When we connect to the challenge we get the public key (e,n) values.
I don't really know what was the purpose of the ElGamal signature here, because we already have all that we need.
We have a Least-Significant-Bit Oracle here.
We can send encrypted payload to the server, and the server tells us if the LSB is 1 (error message) or 0 (no error message).
We've already described the approach for such case:
- https://github.com/p4-team/ctf/tree/master/2016-04-15-plaid-ctf/crypto_rabit
- https://github.com/p4-team/ctf/tree/master/2016-12-16-sharifctf7/crypto_150_lsb
So we won't go into much details here.
Long story short, we can use binary search to narrow-down the value of decrypted plaintext.

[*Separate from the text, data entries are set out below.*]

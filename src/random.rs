use rand::{
    distributions::{Distribution, Uniform},
    rngs::StdRng,
    SeedableRng,
};

pub struct Random {
    uniform: Uniform<f64>,
    rng: StdRng,
}

impl Random {
    /// Deterministic stream for the given seed.
    pub fn with_seed(seed: u64) -> Self {
        Self {
            uniform: Uniform::new(0.0, 1.0),
            rng: StdRng::seed_from_u64(seed),
        }
    }

    /// Non-reproducible stream seeded from OS entropy.
    pub fn from_entropy() -> Self {
        Self {
            uniform: Uniform::new(0.0, 1.0),
            rng: StdRng::from_entropy(),
        }
    }

    /// One uniform draw in [0.0, 1.0); advances the stream by one value.
    pub fn sample(&mut self) -> f64 {
        self.uniform.sample(&mut self.rng)
    }
}

#[cfg(test)]
mod tests {
    use super::*;

    #[test]
    fn same_seed_same_stream() {
        let mut a = Random::with_seed(42);
        let mut b = Random::with_seed(42);
        for _ in 0..100 {
            assert_eq!(a.sample().to_bits(), b.sample().to_bits());
        }
    }

    #[test]
    fn samples_are_half_open_unit() {
        let mut rng = Random::with_seed(7);
        for _ in 0..1000 {
            let u = rng.sample();
            assert!((0.0..1.0).contains(&u));
        }
    }
}
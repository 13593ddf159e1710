//! The fire spread models: basic (homogeneous fuel) and weighted
//! (categorized fuel complex).
//!
//! Both variants run the same pipeline (propagating flux, damping,
//! potential reaction velocity, reaction intensity, heat sink, wind and
//! slope multipliers) over the shared scalar equations in
//! [`crate::physics::equations`]. The basic model reads a single
//! homogeneous fuel bed; the weighted model reads the aggregates of a
//! [`FuelComplex`] and applies damping per category. Under the Rothermel
//! discipline the per-category reaction terms are weighted by the category
//! surface-area fraction; Albini's eqn-58 modification drops that factor.
//!
//! Evaluation is memoized behind an explicit dirty flag: every mutator
//! clears the cached outputs, so a stale result can never be returned after
//! wind, slope, fuel or moisture change.

use serde::{Deserialize, Serialize};
use tracing::debug;

use crate::complex::FuelComplex;
use crate::core_types::{Category, FuelParticle, SizeClass};
use crate::error::{FireModelError, FireResult};
use crate::physics::{equations, WeightingMethod};

/// Everything a spread evaluation produces, memoized until an input
/// changes.
#[derive(Debug, Clone, Copy, PartialEq, Serialize, Deserialize)]
pub struct SpreadOutputs {
    /// Propagating flux ratio ξ.
    pub propagating_flux_ratio: f64,
    /// Potential reaction velocity Γ', 1/min.
    pub potential_reaction_velocity: f64,
    /// Reaction intensity I_R, BTU/ft²/min.
    pub reaction_intensity: f64,
    /// Wind multiplier Φ_w.
    pub wind_multiplier: f64,
    /// Slope multiplier Φ_s.
    pub slope_multiplier: f64,
    /// Rate of spread with no wind on flat ground, ft/min.
    pub no_wind_rate_of_spread: f64,
    /// Final rate of spread, ft/min.
    pub rate_of_spread: f64,
}

/// A uniform fuel bed: one particle description plus a bed depth.
///
/// This is the fuel the basic (non-categorical) model consumes. Bulk
/// density and packing ratio follow directly from loading, depth and
/// particle density.
#[derive(Debug, Clone, PartialEq, Serialize, Deserialize)]
pub struct HomogeneousFuel {
    particle: FuelParticle,
    depth: f64,
}

impl HomogeneousFuel {
    /// Wrap a particle and a fuel bed depth (ft, > 0).
    pub fn new(particle: FuelParticle, depth: f64) -> FireResult<Self> {
        if depth <= 0.0 {
            return Err(FireModelError::InvalidDepth);
        }
        Ok(Self { particle, depth })
    }

    /// The particle describing this bed.
    pub fn particle(&self) -> &FuelParticle {
        &self.particle
    }

    /// Fuel bed depth, ft.
    pub fn depth(&self) -> f64 {
        self.depth
    }

    /// Fuel bed bulk density, lb/ft³.
    pub fn bulk_density(&self) -> f64 {
        self.particle.ovendry_loading() / self.depth
    }

    /// Packing ratio: bulk density over particle density.
    pub fn packing_ratio(&self) -> f64 {
        self.bulk_density() / self.particle.particle_density()
    }
}

/// The basic Rothermel spread model over a homogeneous fuel bed.
#[derive(Debug, Clone, PartialEq, Serialize, Deserialize)]
pub struct BasicSpreadModel {
    fuel: HomogeneousFuel,
    midflame_wind: Option<f64>,
    slope: Option<f64>,
    outputs: Option<SpreadOutputs>,
}

impl BasicSpreadModel {
    /// A model over the given fuel bed. Wind and slope must be set before
    /// the first evaluation.
    pub fn new(fuel: HomogeneousFuel) -> Self {
        Self {
            fuel,
            midflame_wind: None,
            slope: None,
            outputs: None,
        }
    }

    /// The fuel bed under evaluation.
    pub fn fuel(&self) -> &HomogeneousFuel {
        &self.fuel
    }

    /// Set the midflame wind speed, ft/min.
    pub fn set_wind(&mut self, midflame_speed: f64) -> FireResult<()> {
        if midflame_speed < 0.0 {
            return Err(FireModelError::InvalidWindSpeed);
        }
        self.midflame_wind = Some(midflame_speed);
        self.outputs = None;
        Ok(())
    }

    /// Set the slope, radians.
    pub fn set_slope(&mut self, slope_radians: f64) {
        self.slope = Some(slope_radians);
        self.outputs = None;
    }

    /// Update the fuel moisture (and optionally extinction moisture) of the
    /// bed.
    pub fn set_moisture(&mut self, fuel_moisture: f64, extinction: Option<f64>) -> FireResult<()> {
        self.fuel.particle.set_moisture(fuel_moisture, extinction)?;
        self.outputs = None;
        Ok(())
    }

    /// Run the spread calculation, or return the memoized outputs if no
    /// input changed since the last run.
    pub fn evaluate(&mut self) -> FireResult<SpreadOutputs> {
        if let Some(outputs) = self.outputs {
            return Ok(outputs);
        }
        let midflame_wind = self.midflame_wind.ok_or(FireModelError::WindNotSet)?;
        let slope = self.slope.ok_or(FireModelError::SlopeNotSet)?;

        let particle = &self.fuel.particle;
        let fuel_moisture = particle.fuel_moisture()?;
        let extinction =
            particle
                .extinction_moisture()
                .ok_or(FireModelError::ParticleNotReady {
                    what: "extinction moisture",
                })?;
        let heat_of_ignition = particle.heat_of_ignition()?;

        let sigma = particle.surface_to_volume();
        let packing_ratio = self.fuel.packing_ratio();
        let bulk_density = self.fuel.bulk_density();

        let propagating_flux_ratio = equations::propagating_flux_ratio(sigma, packing_ratio);
        let mineral_damping = equations::mineral_damping(particle.effective_mineral_content());
        let moisture_damping = equations::moisture_damping(fuel_moisture / extinction);
        let potential_reaction_velocity = equations::potential_reaction_velocity(
            particle.max_reaction_velocity(),
            particle.exponent_a(),
            packing_ratio,
            particle.optimal_packing_ratio(),
        );
        // Rothermel eqn 27.
        let reaction_intensity = particle.net_fuel_loading()
            * particle.heat_content()
            * potential_reaction_velocity
            * mineral_damping
            * moisture_damping;
        // Rothermel eqn 43.
        let no_wind_rate_of_spread = reaction_intensity * propagating_flux_ratio
            / (bulk_density * particle.heating_efficiency() * heat_of_ignition);

        let wind_multiplier = equations::wind_multiplier(
            sigma,
            packing_ratio,
            particle.optimal_packing_ratio(),
            midflame_wind,
        );
        let slope_multiplier = equations::slope_multiplier(packing_ratio, slope);
        let rate_of_spread = no_wind_rate_of_spread * (1.0 + wind_multiplier + slope_multiplier);

        let outputs = SpreadOutputs {
            propagating_flux_ratio,
            potential_reaction_velocity,
            reaction_intensity,
            wind_multiplier,
            slope_multiplier,
            no_wind_rate_of_spread,
            rate_of_spread,
        };
        debug!(reaction_intensity, rate_of_spread, "basic spread evaluated");
        self.outputs = Some(outputs);
        Ok(outputs)
    }
}

/// The weighted spread model over a categorized fuel complex.
///
/// Owns its [`FuelComplex`]; fuel mutation goes through the model so the
/// memoized outputs can never go stale.
#[derive(Debug, Clone, PartialEq, Serialize, Deserialize)]
pub struct WeightedSpreadModel {
    fuel: FuelComplex,
    midflame_wind: Option<f64>,
    slope: Option<f64>,
    outputs: Option<SpreadOutputs>,
}

impl WeightedSpreadModel {
    /// A model over the given fuel complex. Wind and slope must be set
    /// before the first evaluation.
    pub fn new(fuel: FuelComplex) -> Self {
        Self {
            fuel,
            midflame_wind: None,
            slope: None,
            outputs: None,
        }
    }

    /// The weighting method inherited from the fuel complex.
    pub fn method(&self) -> WeightingMethod {
        self.fuel.method()
    }

    /// The fuel complex under evaluation.
    pub fn fuel(&self) -> &FuelComplex {
        &self.fuel
    }

    /// Release the fuel complex.
    pub fn into_fuel(self) -> FuelComplex {
        self.fuel
    }

    /// Set the midflame wind speed, ft/min.
    pub fn set_wind(&mut self, midflame_speed: f64) -> FireResult<()> {
        if midflame_speed < 0.0 {
            return Err(FireModelError::InvalidWindSpeed);
        }
        self.midflame_wind = Some(midflame_speed);
        self.outputs = None;
        Ok(())
    }

    /// Set the slope, radians.
    pub fn set_slope(&mut self, slope_radians: f64) {
        self.slope = Some(slope_radians);
        self.outputs = None;
    }

    /// Insert or replace a particle in the underlying complex.
    pub fn set_particle(
        &mut self,
        category: Category,
        size_class: SizeClass,
        particle: FuelParticle,
    ) -> FireResult<()> {
        self.fuel.set_particle(category, size_class, particle)?;
        self.outputs = None;
        Ok(())
    }

    /// Set the fuel bed depth, ft.
    pub fn set_depth(&mut self, depth: f64) -> FireResult<()> {
        self.fuel.set_depth(depth)?;
        self.outputs = None;
        Ok(())
    }

    /// Set the moisture of extinction for a category.
    pub fn set_extinction_moisture(&mut self, category: Category, moisture: f64) -> FireResult<()> {
        self.fuel.set_extinction_moisture(category, moisture)?;
        self.outputs = None;
        Ok(())
    }

    /// Update the fuel moisture of one particle in the complex.
    pub fn set_particle_moisture(
        &mut self,
        category: Category,
        size_class: SizeClass,
        moisture: f64,
    ) -> FireResult<()> {
        self.fuel.set_particle_moisture(category, size_class, moisture)?;
        self.outputs = None;
        Ok(())
    }

    /// Run the full weighted spread calculation, or return the memoized
    /// outputs if no input changed since the last run.
    ///
    /// The steps run in a fixed order because each consumes the previous:
    /// aggregation, live extinction moisture, propagating flux, damping,
    /// reaction velocity and intensity, heat sink, and finally the wind and
    /// slope multipliers.
    pub fn evaluate(&mut self) -> FireResult<SpreadOutputs> {
        if let Some(outputs) = self.outputs {
            return Ok(outputs);
        }
        let midflame_wind = self.midflame_wind.ok_or(FireModelError::WindNotSet)?;
        let slope = self.slope.ok_or(FireModelError::SlopeNotSet)?;

        self.fuel.compute()?;
        if self.fuel.has_live_fuel() {
            self.fuel.compute_live_extinction_moisture()?;
        }
        let method = self.fuel.method();
        let agg = self.fuel.aggregates()?;

        let propagating_flux_ratio =
            equations::propagating_flux_ratio(agg.sigma, agg.packing_ratio);

        // Per-category damping and reaction terms (eqns 58, 62, 64). The
        // Albini form omits the category weight from the summation.
        let mut weighted_sum = 0.0;
        for (&category, aggregate) in &agg.by_category {
            let extinction = self.fuel.extinction_moisture(category).ok_or(
                FireModelError::MissingExtinctionMoisture { category },
            )?;
            let mineral_damping = equations::mineral_damping(aggregate.effective_mineral_content);
            let moisture_damping =
                equations::moisture_damping(aggregate.fuel_moisture / extinction);
            let term = aggregate.net_fuel_loading
                * aggregate.heat_content
                * moisture_damping
                * mineral_damping;
            weighted_sum += match method {
                WeightingMethod::Rothermel => agg.category_weights[&category] * term,
                WeightingMethod::Albini => term,
            };
        }
        let potential_reaction_velocity = equations::potential_reaction_velocity(
            agg.max_reaction_velocity,
            agg.exponent_a,
            agg.packing_ratio,
            agg.optimal_packing_ratio,
        );
        let reaction_intensity = weighted_sum * potential_reaction_velocity;

        // Heat sink, eqn 75: ρ_b · Σ_i f_i Σ_j f_ij ε_ij Q_ig,ij.
        let mut sink = 0.0;
        for (&category, &category_weight) in &agg.category_weights {
            let mut inner = 0.0;
            for (size_class, particle) in self.fuel.category_particles(category) {
                let weight = agg
                    .class_weight(category, size_class)
                    .ok_or(FireModelError::NotComputed)?;
                let heat_of_ignition =
                    particle
                        .heat_of_ignition()
                        .map_err(|_| FireModelError::MoistureNotSet {
                            category,
                            size_class,
                        })?;
                inner += weight * heat_of_ignition * particle.heating_efficiency();
            }
            sink += category_weight * inner;
        }
        let no_wind_rate_of_spread =
            reaction_intensity * propagating_flux_ratio / (agg.bulk_density * sink);

        let wind_multiplier = equations::wind_multiplier(
            agg.sigma,
            agg.packing_ratio,
            agg.optimal_packing_ratio,
            midflame_wind,
        );
        let slope_multiplier = equations::slope_multiplier(agg.packing_ratio, slope);
        let rate_of_spread = no_wind_rate_of_spread * (1.0 + wind_multiplier + slope_multiplier);

        let outputs = SpreadOutputs {
            propagating_flux_ratio,
            potential_reaction_velocity,
            reaction_intensity,
            wind_multiplier,
            slope_multiplier,
            no_wind_rate_of_spread,
            rate_of_spread,
        };
        debug!(
            method = %method,
            reaction_intensity,
            rate_of_spread,
            "weighted spread evaluated"
        );
        self.outputs = Some(outputs);
        Ok(outputs)
    }
}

We know that `n` is a product of some prime numbers, which are all `odd` (except for 2, but we can see it's not the case).
Therefore `n` itself has to be `odd` as well.
Textbook RSA is simply:
`msg^e mod n`
and therefore if we multiply this by
`2^e mod n`
we get
`(msg^e * 2^e) mod n = (msg*2)^e mod n`
And `2*x` has to be `even` number.
Now if `msg*2` is smaller than `n` the `mod n` operation does nothing, and the result is still `even`.
But if `msg*2` is bigger than `n` then `mod n` operation will cut the number, and since `n` is `odd` the result will be `odd` as well.
If we therefore use our LSB Oracle and check the last bit of `msg*2` we will know if `msg` is smaller or bigger than `n/2`.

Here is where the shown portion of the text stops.